Interfacial Electrostatic Engineering for Chlorine Ions Blocking Toward Long-Lasting Alkaline Seawater Oxidation.

Abstract

The existence of Cl^- in seawater electrolysis weakens the selectivity of the oxygen evolution reaction (OER) via the chlorine evolution reaction (CER) and causes material failure by chlorine pitting. Introducing anion layers not only repels the transition of Cl^- without retarding the diffusion of oxygen-containing anions but also can be generated in situ on the outer surface. Here, a hierarchical catalyst consisting of a MnO₂ layer formed on a Ni foam substrate covered uniformly by a nickel-iron layered double hydroxide (NiFe-LDH) active layer is developed through interfacial electrostatic engineering. It was found that the introduced Lewis acid layer (MnO₂) can spontaneously generate OH^- groups on the outer surface in situ to repel Cl^- by electrostatic repulsion force.
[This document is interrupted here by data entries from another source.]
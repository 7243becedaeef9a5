//! IndieAuth protocol pieces used by the token endpoint: endpoint discovery,
//! trust checks and authorization code verification.

pub mod discovery;
pub mod exchange;
pub mod fetch;
pub mod link_header;
pub mod markup;
pub mod trust;
pub mod uri;
pub mod validate;
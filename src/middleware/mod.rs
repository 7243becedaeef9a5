pub mod headers;
pub mod metrics;
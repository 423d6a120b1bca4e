use serde::{Deserialize, Serialize};

use super::structure::StructureNode;
use crate::encoding::structure::{decode_structure, encode_structure};
use crate::encoding::{Decoder, Encoder};
use crate::error::Result;

/// One indexed document.
///
/// The structure tree travels with the document in the binary index so the
/// query side can map match locations back to DOM selectors. Only the tree
/// shape is stored; text content stays with the rendered page.
#[derive(Clone, Debug, Serialize, Deserialize)]
pub struct IndexDocument {
    pub id: u32,
    pub page: bool,
    pub slug: String,
    pub title: String,
    pub excerpt: Option<String>,
    pub structure: Vec<StructureNode>,
}

impl IndexDocument {
    pub fn new(id: u32, slug: &str, title: &str) -> Self {
        Self {
            id,
            page: false,
            slug: slug.to_string(),
            title: title.to_string(),
            excerpt: None,
            structure: Vec::new(),
        }
    }

    /// Site-relative URL: pages live at the root, everything else under /blog.
    pub fn url(&self) -> String {
        if self.page {
            format!("/{}", self.slug)
        } else {
            format!("/blog/{}", self.slug)
        }
    }

    pub fn store(&self, enc: &mut Encoder) {
        let mut tag = self.id << 2;
        if self.excerpt.is_some() {
            tag |= 0x02;
        }
        if self.page {
            tag |= 0x01;
        }

        enc.write_vlq(tag);
        enc.write_str(&self.slug);
        enc.write_str(&self.title);

        if let Some(excerpt) = &self.excerpt {
            enc.write_str(excerpt);
        }

        encode_structure(enc, &self.structure);
    }

    pub fn load(dec: &mut Decoder) -> Result<Self> {
        let tag = dec.read_vlq()?;
        let slug = dec.read_str()?;
        let title = dec.read_str()?;

        let excerpt = if tag & 0x02 == 0x02 {
            Some(dec.read_str()?)
        } else {
            None
        };

        let structure = decode_structure(dec)?;

        Ok(Self {
            id: tag >> 2,
            page: tag & 0x01 == 0x01,
            slug,
            title,
            excerpt,
            structure,
        })
    }
}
Meanwhile, Ni-active sites anchored inside the MnO₂ matrix can improve the low activity of MnO₂. The multilayer NiFe-LDH@MnO₂/NF anode can operate steadily at the current density of 100 mA cm^-2 at 70 °C for 100 h and maintain 97.9% OER selectivity. Furthermore, the OER overpotential was reduced by 136 mV, superior to the state-of-the-art commercial Ni mesh in industrial environments, especially the device can be powered by wind energy. The work offers an efficient strategy for designing high-performance seawater electrolysis with low cost and high stability.